Trente ans ne s’étaient pas encore écoulés, mais tant de choses avaient changé ! Je réalise maintenant qu’en 1970, la paix était signée depuis vingt-cinq ans seulement, et encore la fin des restrictions n’était-elle arrivée que bien plus tard.

Pourtant, nous vivions déjà dans un autre monde. La société de consommation prenait furieusement ses aises et nous étions ses enfants. Des enfants qui découvrirent, les yeux un peu ronds, tant de premières fois : les premières épiceries en libre-service puis les premiers supermarchés, le téléphone (attaché au mur par un fil, jeunes gens ;-)) installé à la maison après des années sur liste d’attente, l’achat de notre première télévision en 1969 puis le walkman qui était le premier avatar de la musique portable.

Nous n’étions pas encore exposés au trop-plein de tout qui est le nôtre aujourd’hui. Mais notre quotidien ne connaissait pas la sensation de manque et nos parents n’évoquaient pas tant que ça leur enfance et leur adolescence en temps de guerre. Quand nous les interrogions sur leur jeunesse, ils arrivaient toujours à nous amuser avec des anecdotes légères. Ma mère était déjà disparue depuis plusieurs années quand j’ai su qu’un jour de 1943, elle était rentrée bouleversée à la maisonnette après avoir assisté à la violente arrestation du boulanger ; encore ne savait-elle pas qu’il passerait par Neuengamme et n’en reviendrait pas. C’est une histoire qu’elle ne m’avait jamais racontée elle-même.

Sardines

D’ailleurs, avec l’égoïsme des petits, nous n’avions aucune idée des tours de vis qu’ils devaient parfois donner pour boucler les fins de mois. Alors sur le moment, rien ne nous avait semblé plus drôle que ces sardines en boîte, plus qu’ordinaires dans notre quotidien, présentées comme mets de choix en prélude à un repas de fête.

Papa nous avait alors expliqué qu’à l’époque, en pleine guerre, ces sardines étaient certainement le plat le plus rare et le plus apprécié du menu. Mais d’ailleurs, comment fut-il possible de proposer un tel assortiment en 1944 ? Tant de questions me viennent maintenant alors qu’il est trop tard pour les poser…

Je suppose que la fête était organisée en campagne et qu’il ne fut servi de chaque plat qu’à lèche-doigts. Mais il devait tout de même y avoir une sacré économie de tickets de rationnement associée à une bonne dose de marché noir derrière cette énumération de plats.

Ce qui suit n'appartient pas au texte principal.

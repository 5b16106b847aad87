//! Structured logging and audit records for bridge administration.
//!
//! Control-plane changes (ports joining or leaving, spanning-tree state,
//! port flags, multicast membership, hardware block rules) are recorded as
//! [`AuditRecord`]s and emitted through [`audit_log!`] on the `audit`
//! tracing target. Data-path events use the plain `*_log!` macros, which
//! tag every event with a `source` field naming the emitting component.

use chrono::{DateTime, Utc};
use serde::{Deserialize, Serialize};
use std::fmt;

/// Audit event categories.
#[derive(Debug, Clone, Copy, PartialEq, Eq, Hash, Serialize, Deserialize)]
#[serde(rename_all = "SCREAMING_SNAKE_CASE")]
pub enum AuditCategory {
    /// Port added to or removed from the bridge
    PortLifecycle,
    /// Spanning-tree state or port flag change
    PortConfig,
    /// Multicast group membership or router-port change
    GroupMembership,
    /// Hardware multicast table programming
    HardwareOffload,
    /// Bridge construction and configuration
    SystemLifecycle,
}

impl fmt::Display for AuditCategory {
    fn fmt(&self, f: &mut fmt::Formatter<'_>) -> fmt::Result {
        let s = match self {
            AuditCategory::PortLifecycle => "PORT_LIFECYCLE",
            AuditCategory::PortConfig => "PORT_CONFIG",
            AuditCategory::GroupMembership => "GROUP_MEMBERSHIP",
            AuditCategory::HardwareOffload => "HARDWARE_OFFLOAD",
            AuditCategory::SystemLifecycle => "SYSTEM_LIFECYCLE",
        };
        f.write_str(s)
    }
}

/// Outcome of an audited action.
#[derive(Debug, Clone, Copy, PartialEq, Eq, Serialize, Deserialize)]
#[serde(rename_all = "lowercase")]
pub enum AuditOutcome {
    Success,
    Failure,
    InProgress,
    Denied,
}

impl fmt::Display for AuditOutcome {
    fn fmt(&self, f: &mut fmt::Formatter<'_>) -> fmt::Result {
        match self {
            AuditOutcome::Success => write!(f, "success"),
            AuditOutcome::Failure => write!(f, "failure"),
            AuditOutcome::InProgress => write!(f, "in_progress"),
            AuditOutcome::Denied => write!(f, "denied"),
        }
    }
}

/// One audit event. Built with the `with_*` methods, then handed to
/// [`audit_log!`].
#[derive(Debug, Clone, Serialize, Deserialize)]
pub struct AuditRecord {
    pub timestamp: DateTime<Utc>,
    pub category: AuditCategory,
    /// Emitting component, e.g. "PortTable" or "UnknownMulticastLimiter".
    pub source: String,
    pub action: String,
    pub outcome: AuditOutcome,

    /// Affected object, e.g. a port name or a flow key.
    #[serde(skip_serializing_if = "Option::is_none")]
    pub object_id: Option<String>,

    #[serde(skip_serializing_if = "Option::is_none")]
    pub object_type: Option<String>,

    #[serde(skip_serializing_if = "Option::is_none")]
    pub details: Option<serde_json::Value>,

    #[serde(skip_serializing_if = "Option::is_none")]
    pub error: Option<String>,
}

impl AuditRecord {
    /// Creates a record stamped with the current time. The outcome starts
    /// as `InProgress`.
    pub fn new(
        category: AuditCategory,
        source: impl Into<String>,
        action: impl Into<String>,
    ) -> Self {
        Self {
            timestamp: Utc::now(),
            category,
            source: source.into(),
            action: action.into(),
            outcome: AuditOutcome::InProgress,
            object_id: None,
            object_type: None,
            details: None,
            error: None,
        }
    }

    pub fn with_outcome(mut self, outcome: AuditOutcome) -> Self {
        self.outcome = outcome;
        self
    }

    pub fn with_object_id(mut self, id: impl Into<String>) -> Self {
        self.object_id = Some(id.into());
        self
    }

    pub fn with_object_type(mut self, obj_type: impl Into<String>) -> Self {
        self.object_type = Some(obj_type.into());
        self
    }

    pub fn with_details(mut self, details: serde_json::Value) -> Self {
        self.details = Some(details);
        self
    }

    /// Sets the error message and marks the outcome as `Failure`.
    pub fn with_error(mut self, error: impl Into<String>) -> Self {
        self.error = Some(error.into());
        self.outcome = AuditOutcome::Failure;
        self
    }

    pub fn to_json(&self) -> String {
        serde_json::to_string(self)
            .unwrap_or_else(|e| format!(r#"{{"error":"serialization_failed","message":"{}"}}"#, e))
    }
}

/// Debug-level event tagged with its source component.
///
/// ```ignore
/// debug_log!("FanoutEngine", port = %name, "clone failed");
/// ```
#[macro_export]
macro_rules! debug_log {
    ($source:expr, $($arg:tt)*) => {
        tracing::debug!(
            source = $source,
            $($arg)*
        )
    };
}

#[macro_export]
macro_rules! info_log {
    ($source:expr, $($arg:tt)*) => {
        tracing::info!(
            source = $source,
            $($arg)*
        )
    };
}

#[macro_export]
macro_rules! warn_log {
    ($source:expr, $($arg:tt)*) => {
        tracing::warn!(
            source = $source,
            $($arg)*
        )
    };
}

/// Emits an [`AuditRecord`] on the `audit` target.
///
/// Success is logged at info, in-progress at debug, failure and denial at
/// warn.
#[macro_export]
macro_rules! audit_log {
    ($record:expr) => {
        let record = $record;
        match record.outcome {
            $crate::audit::AuditOutcome::Success => {
                tracing::info!(
                    target: "audit",
                    category = %record.category,
                    source = %record.source,
                    action = %record.action,
                    outcome = %record.outcome,
                    audit_json = %record.to_json(),
                    "AUDIT: {} - {} - {}",
                    record.category,
                    record.action,
                    record.outcome
                );
            }
            $crate::audit::AuditOutcome::InProgress => {
                tracing::debug!(
                    target: "audit",
                    category = %record.category,
                    source = %record.source,
                    action = %record.action,
                    outcome = %record.outcome,
                    audit_json = %record.to_json(),
                    "AUDIT: {} - {} - {}",
                    record.category,
                    record.action,
                    record.outcome
                );
            }
            $crate::audit::AuditOutcome::Failure | $crate::audit::AuditOutcome::Denied => {
                tracing::warn!(
                    target: "audit",
                    category = %record.category,
                    source = %record.source,
                    action = %record.action,
                    outcome = %record.outcome,
                    error = record.error.as_deref().unwrap_or(""),
                    audit_json = %record.to_json(),
                    "AUDIT: {} - {} - {}",
                    record.category,
                    record.action,
                    record.outcome
                );
            }
        }
    };
}

/// Installs a JSON tracing subscriber filtered by `RUST_LOG`, falling back
/// to `log_level`.
pub fn init_logging(log_level: &str) {
    use tracing_subscriber::{fmt, prelude::*, EnvFilter};

    let filter = EnvFilter::try_from_default_env().unwrap_or_else(|_| EnvFilter::new(log_level));

    tracing_subscriber::registry()
        .with(filter)
        .with(
            fmt::layer()
                .with_target(true)
                .with_thread_ids(true)
                .with_file(true)
                .with_line_number(true)
                .json(),
        )
        .init();
}

/// Human-readable variant of [`init_logging`] for development.
pub fn init_logging_pretty(log_level: &str) {
    use tracing_subscriber::{fmt, prelude::*, EnvFilter};

    let filter = EnvFilter::try_from_default_env().unwrap_or_else(|_| EnvFilter::new(log_level));

    tracing_subscriber::registry()
        .with(filter)
        .with(
            fmt::layer()
                .with_target(true)
                .with_thread_ids(false)
                .with_file(true)
                .with_line_number(true)
                .pretty(),
        )
        .init();
}

#[cfg(test)]
mod tests {
    use super::*;
    use pretty_assertions::assert_eq;

    #[test]
    fn test_audit_record_creation() {
        let record = AuditRecord::new(AuditCategory::PortLifecycle, "PortTable", "add_port")
            .with_outcome(AuditOutcome::Success)
            .with_object_id("eth0")
            .with_object_type("bridge_port");

        assert_eq!(record.category, AuditCategory::PortLifecycle);
        assert_eq!(record.source, "PortTable");
        assert_eq!(record.action, "add_port");
        assert_eq!(record.outcome, AuditOutcome::Success);
        assert_eq!(record.object_id, Some("eth0".to_string()));
    }

    #[test]
    fn test_audit_record_with_error() {
        let record = AuditRecord::new(
            AuditCategory::HardwareOffload,
            "HardwareOffloadBridge",
            "block_flow",
        )
        .with_error("hardware table full");

        assert_eq!(record.outcome, AuditOutcome::Failure);
        assert_eq!(record.error.as_deref(), Some("hardware table full"));
    }

    #[test]
    fn test_audit_record_json() {
        let record = AuditRecord::new(
            AuditCategory::GroupMembership,
            "MulticastGroupIndex",
            "update_membership",
        )
        .with_outcome(AuditOutcome::Success)
        .with_details(serde_json::json!({ "members": 5 }));

        let json = record.to_json();
        assert!(json.contains("GROUP_MEMBERSHIP"));
        assert!(json.contains("update_membership"));
        assert!(json.contains("\"members\":5"));
        assert!(!json.contains("object_id"));
    }

    #[test]
    fn test_display() {
        assert_eq!(AuditCategory::HardwareOffload.to_string(), "HARDWARE_OFFLOAD");
        assert_eq!(AuditOutcome::InProgress.to_string(), "in_progress");
    }
}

En tout cas, ce ne sont pas les vins qui risquaient de poser problème : quand il fallut vider la cave du grand-oncle Roger en 1990, on exhuma encore des bouteilles qui dataient du début du siècle et qui n’avaient certainement plus d’intérêt que pour la collection.

Que j’aimerais encore avoir sous la main ce petit Pierrot à l’angélisme trompeur (je me suis laissé dire qu’enfant, notre père était plutôt un diablotin !) pour l’assaillir de questions. Dire que je ne sais même pas qui étaient ses parrain et marraine…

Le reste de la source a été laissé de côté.